■ Exercise materials
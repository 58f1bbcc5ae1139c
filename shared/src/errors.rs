//! Shared error types for the rotation scheduler

use thiserror::Error;

#[derive(Error, Debug, Clone, PartialEq)]
pub enum SharedError {
    #[error("Dish record {dish} is missing required field '{field}'")]
    MissingField { dish: String, field: &'static str },

    #[error("Dish record {dish} has invalid '{field}': {reason}")]
    InvalidField {
        dish: String,
        field: &'static str,
        reason: String,
    },

    #[error("Invalid configuration: {field} = {value}")]
    InvalidConfig { field: String, value: String },
}

pub type SharedResult<T> = Result<T, SharedError>;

■ Work required
Each line above is to be set down again verbatim.

■ Answer for the task
repository 58f1bbcc5ae1139c
filename shared/src/errors.rs
//! Shared error types for the rotation scheduler

use thiserror::Error;

#[derive(Error, Debug, Clone, PartialEq)]
pub enum SharedError {
    #[error("Dish record {dish} is missing required field '{field}'")]
    MissingField { dish: String, field: &'static str },

    #[error("Dish record {dish} has invalid '{field}': {reason}")]
    InvalidField {
        dish: String,
        field: &'static str,
        reason: String,
    },

    #[error("Invalid configuration: {field} = {value}")]
    InvalidConfig { field: String, value: String },
}

pub type SharedResult<T> = Result<T, SharedError>;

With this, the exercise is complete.